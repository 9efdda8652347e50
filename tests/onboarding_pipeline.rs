//! End-to-end onboarding pipeline tests over the mock provider and temp
//! databases. Workers run in-process through the pool's launcher seam; the
//! flow is otherwise identical to production: validate, ledger, plan,
//! execute, record, finalize.

use levscan::application::orchestrator::{
    OnboardingRequest, OnboardingService, SubmitOutcome,
};
use levscan::application::planner::TaskPlanner;
use levscan::application::recorder::read_blob;
use levscan::application::validation::EarlyFailValidator;
use levscan::application::worker::WorkerEnv;
use levscan::application::worker_pool::{InProcessLauncher, WorkerPool};
use levscan::config::{AppConfig, CentralDefaults, FilterParams};
use levscan::domain::errors::FailReason;
use levscan::domain::execution::{ExecutionStatus, OnboardingMode};
use levscan::domain::strategy::BaseKind;
use levscan::domain::task::TaskStatus;
use levscan::domain::timeframe::Timeframe;
use levscan::infrastructure::persistence::database::open_pool;
use levscan::infrastructure::persistence::{AnalysisRepository, LedgerRepository};
use levscan::infrastructure::providers::MarketDataProvider;
use levscan::infrastructure::providers::mock::MockProvider;
use sqlx::Row;
use std::path::Path;
use std::sync::Arc;
use std::time::Duration;

struct Harness {
    _dir: tempfile::TempDir,
    ledger: LedgerRepository,
    analysis: AnalysisRepository,
    service: OnboardingService,
}

async fn harness(provider: MockProvider) -> Harness {
    let dir = tempfile::tempdir().unwrap();
    let ledger = LedgerRepository::new(
        open_pool(&format!("sqlite://{}/ledger.db", dir.path().display()))
            .await
            .unwrap(),
    );
    ledger.init().await.unwrap();
    let analysis = AnalysisRepository::new(
        open_pool(&format!("sqlite://{}/analysis.db", dir.path().display()))
            .await
            .unwrap(),
    );
    analysis.init().await.unwrap();
    analysis.seed_default_catalog().await.unwrap();

    let mut defaults = CentralDefaults::embedded().unwrap();
    defaults.validator.allowed_exchanges.push("mock".to_string());

    let config = AppConfig {
        ledger_db_url: String::new(),
        analysis_db_url: String::new(),
        provider: "mock".to_string(),
        blob_dir: dir.path().join("blobs"),
        progress_dir: dir.path().join("progress"),
        max_workers: 2,
        bind_address: "127.0.0.1:0".to_string(),
        defaults_path: None,
    };

    let provider: Arc<dyn MarketDataProvider> = Arc::new(provider);
    let validator = EarlyFailValidator::new(
        provider.clone(),
        ledger.clone(),
        analysis.clone(),
        defaults.validator.clone(),
    );
    let planner = TaskPlanner::new(analysis.clone());
    let worker_env = Arc::new(WorkerEnv {
        config: config.clone(),
        defaults: defaults.clone(),
        ledger: ledger.clone(),
        analysis: analysis.clone(),
        provider,
    });
    let pool = Arc::new(WorkerPool::new(
        ledger.clone(),
        analysis.clone(),
        Arc::new(InProcessLauncher::new(worker_env)),
        config.max_workers,
        Duration::from_secs(30),
    ));
    let service = OnboardingService::new(
        validator,
        planner,
        pool,
        ledger.clone(),
        analysis.clone(),
    );

    Harness {
        _dir: dir,
        ledger,
        analysis,
        service,
    }
}

async fn balanced_one_hour_id(analysis: &AnalysisRepository) -> i64 {
    analysis
        .list_active_defaults()
        .await
        .unwrap()
        .into_iter()
        .find(|s| s.base_kind == BaseKind::Balanced && s.timeframe == Timeframe::OneHour)
        .unwrap()
        .id
}

#[tokio::test(flavor = "multi_thread")]
async fn default_mode_plans_full_catalog_upfront() {
    let h = harness(MockProvider::default()).await;
    let request = OnboardingRequest {
        symbol: "BTC".to_string(),
        mode: OnboardingMode::Default,
        selected_strategy_ids: vec![],
        filter_params: None,
        custom_strategies: vec![],
    };

    let outcome = h.service.submit(&request).await.unwrap();
    let (execution, tasks) = match outcome {
        SubmitOutcome::Accepted { execution, tasks } => (execution, tasks),
        other => panic!("expected acceptance, got {:?}", other),
    };

    // One pending row per (strategy, timeframe), observable before any work.
    let expected = BaseKind::all().len() * Timeframe::defaults().len();
    assert_eq!(tasks.len(), expected);
    let rows = h
        .analysis
        .tasks_for_execution(&execution.execution_id)
        .await
        .unwrap();
    assert_eq!(rows.len(), expected);
    assert!(rows.iter().all(|t| t.status == TaskStatus::Pending));

    let ledger_row = h.ledger.get(&execution.execution_id).await.unwrap().unwrap();
    assert_eq!(ledger_row.status, ExecutionStatus::Running);
    assert!(ledger_row.execution_id.starts_with("symbol_addition_"));
}

#[tokio::test(flavor = "multi_thread")]
async fn short_history_symbol_rejected_without_tasks() {
    // ~30 days of history against the 90-day requirement.
    let h = harness(MockProvider::default().with_history_days(30)).await;
    let request = OnboardingRequest {
        symbol: "ZORA".to_string(),
        mode: OnboardingMode::Default,
        selected_strategy_ids: vec![],
        filter_params: None,
        custom_strategies: vec![],
    };

    let outcome = h.service.submit(&request).await.unwrap();
    let (execution_id, failure) = match outcome {
        SubmitOutcome::Rejected {
            execution_id,
            failure,
        } => (execution_id, failure),
        other => panic!("expected rejection, got {:?}", other),
    };
    assert_eq!(failure.reason, FailReason::InsufficientHistoricalData);
    assert!(failure.suggestion.contains("90 days"));

    // The rejection is on the audit trail, but nothing ever ran.
    let ledger_row = h.ledger.get(&execution_id).await.unwrap().unwrap();
    assert_eq!(ledger_row.status, ExecutionStatus::Failed);
    assert!(!ledger_row.errors.is_empty());
    assert!(
        h.analysis
            .tasks_for_execution(&execution_id)
            .await
            .unwrap()
            .is_empty()
    );
}

#[tokio::test(flavor = "multi_thread")]
async fn selective_run_completes_and_accounting_balances() {
    let h = harness(MockProvider::default()).await;
    let strategy_id = balanced_one_hour_id(&h.analysis).await;

    let filter_params: FilterParams = serde_json::from_str(
        r#"{ "entry_conditions": { "min_risk_reward": 2.0 } }"#,
    )
    .unwrap();
    let request = OnboardingRequest {
        symbol: "SOL".to_string(),
        mode: OnboardingMode::Selective,
        selected_strategy_ids: vec![strategy_id],
        filter_params: Some(filter_params),
        custom_strategies: vec![],
    };

    let (execution, tasks) = match h.service.submit(&request).await.unwrap() {
        SubmitOutcome::Accepted { execution, tasks } => (execution, tasks),
        other => panic!("expected acceptance, got {:?}", other),
    };
    assert_eq!(tasks.len(), 1);

    let status = h
        .service
        .run_to_completion(&execution, tasks)
        .await
        .unwrap();
    assert_eq!(status, ExecutionStatus::Success);

    let ledger_row = h.ledger.get(&execution.execution_id).await.unwrap().unwrap();
    assert_eq!(ledger_row.status, ExecutionStatus::Success);
    assert_eq!(ledger_row.progress_percent, 100.0);

    // A completed task with zero trades is success, not failure.
    let row = sqlx::query("SELECT * FROM analyses WHERE execution_id = ?")
        .bind(&execution.execution_id)
        .fetch_one(h.analysis.pool())
        .await
        .unwrap();
    let task_status: String = row.try_get("task_status").unwrap();
    assert_eq!(task_status, "completed");
    let total_trades: i64 = row.try_get("total_trades").unwrap();
    assert!(total_trades >= 0);

    // Invariant: gate rejections + trades + no-signals + early exits equal
    // the evaluations attempted (checked against the persisted blob).
    let compressed_path: Option<String> = row.try_get("compressed_path").unwrap();
    let blob = read_blob(Path::new(&compressed_path.expect("blob written"))).unwrap();
    assert!(blob.stats.is_balanced());
    assert!(blob.stats.evaluations_run > 0);
    assert_eq!(blob.trades.len() as u64, blob.stats.signals);

    // Every emitted signal honors the ordering and price-consistency rules.
    for trade in &blob.trades {
        let r = &trade.signal.recommendation;
        assert!(r.stop_loss < r.entry_price && r.entry_price < r.take_profit);
        assert!(r.leverage >= 2.0);
    }
}

#[tokio::test(flavor = "multi_thread")]
async fn cancellation_skips_tasks_and_keeps_partial_results() {
    let h = harness(MockProvider::default()).await;
    let defaults = h.analysis.list_active_defaults().await.unwrap();
    let ids: Vec<i64> = defaults
        .iter()
        .filter(|s| s.timeframe == Timeframe::OneHour)
        .map(|s| s.id)
        .collect();
    assert!(ids.len() >= 3);

    let request = OnboardingRequest {
        symbol: "BTC".to_string(),
        mode: OnboardingMode::Selective,
        selected_strategy_ids: ids,
        filter_params: None,
        custom_strategies: vec![],
    };
    let (execution, tasks) = match h.service.submit(&request).await.unwrap() {
        SubmitOutcome::Accepted { execution, tasks } => (execution, tasks),
        other => panic!("expected acceptance, got {:?}", other),
    };

    // Cancel before the pool starts: every task observes the flag at its
    // first checkpoint and is skipped.
    assert!(h.service.cancel(&execution.execution_id).await.unwrap());
    let status = h
        .service
        .run_to_completion(&execution, tasks)
        .await
        .unwrap();
    assert_eq!(status, ExecutionStatus::Cancelled);

    let rows = h
        .analysis
        .tasks_for_execution(&execution.execution_id)
        .await
        .unwrap();
    assert!(rows.iter().all(|t| t.status.is_terminal()));
    assert!(rows.iter().all(|t| t.status != TaskStatus::Completed));
    assert!(rows.iter().any(|t| t.status == TaskStatus::Skipped));

    // Cancelling a terminal execution is not honored twice.
    assert!(!h.service.cancel(&execution.execution_id).await.unwrap());
}

#[tokio::test(flavor = "multi_thread")]
async fn resubmission_gets_fresh_rows_per_execution() {
    let h = harness(MockProvider::default()).await;
    let strategy_id = balanced_one_hour_id(&h.analysis).await;
    let request = OnboardingRequest {
        symbol: "ETH".to_string(),
        mode: OnboardingMode::Selective,
        selected_strategy_ids: vec![strategy_id],
        filter_params: None,
        custom_strategies: vec![],
    };

    let (first, first_tasks) = match h.service.submit(&request).await.unwrap() {
        SubmitOutcome::Accepted { execution, tasks } => (execution, tasks),
        other => panic!("expected acceptance, got {:?}", other),
    };
    let (second, second_tasks) = match h.service.submit(&request).await.unwrap() {
        SubmitOutcome::Accepted { execution, tasks } => (execution, tasks),
        other => panic!("expected acceptance, got {:?}", other),
    };
    assert_ne!(first.execution_id, second.execution_id);
    assert_eq!(first_tasks.len(), 1);
    assert_eq!(second_tasks.len(), 1);

    // Uniqueness is per execution; both rows remain queryable.
    assert_eq!(
        h.analysis
            .tasks_for_execution(&first.execution_id)
            .await
            .unwrap()
            .len(),
        1
    );
    assert_eq!(
        h.analysis
            .tasks_for_execution(&second.execution_id)
            .await
            .unwrap()
            .len(),
        1
    );
}

#[tokio::test(flavor = "multi_thread")]
async fn progress_report_exposes_task_states() {
    let h = harness(MockProvider::default()).await;
    let strategy_id = balanced_one_hour_id(&h.analysis).await;
    let request = OnboardingRequest {
        symbol: "SOL".to_string(),
        mode: OnboardingMode::Selective,
        selected_strategy_ids: vec![strategy_id],
        filter_params: None,
        custom_strategies: vec![],
    };
    let (execution, tasks) = match h.service.submit(&request).await.unwrap() {
        SubmitOutcome::Accepted { execution, tasks } => (execution, tasks),
        other => panic!("expected acceptance, got {:?}", other),
    };

    let before = h
        .service
        .execution_report(&execution.execution_id)
        .await
        .unwrap()
        .unwrap();
    assert_eq!(before.tasks.len(), 1);
    assert_eq!(before.tasks[0].status, "pending");

    h.service
        .run_to_completion(&execution, tasks)
        .await
        .unwrap();

    let after = h
        .service
        .execution_report(&execution.execution_id)
        .await
        .unwrap()
        .unwrap();
    assert_eq!(after.status, ExecutionStatus::Success);
    assert_eq!(after.progress_percent, 100.0);
    assert_eq!(after.tasks[0].status, "completed");

    // Unknown executions are a clean None, not an error.
    assert!(
        h.service
            .execution_report("symbol_addition_00000000000000_deadbeef")
            .await
            .unwrap()
            .is_none()
    );
}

○ ○ ○ ○

**What you need to do**
Only the lines holding the string "display" are needed; copy each of them from the material above.

**Completed exercise**
        open_pool(&format!("sqlite://{}/ledger.db", dir.path().display()))
        open_pool(&format!("sqlite://{}/analysis.db", dir.path().display()))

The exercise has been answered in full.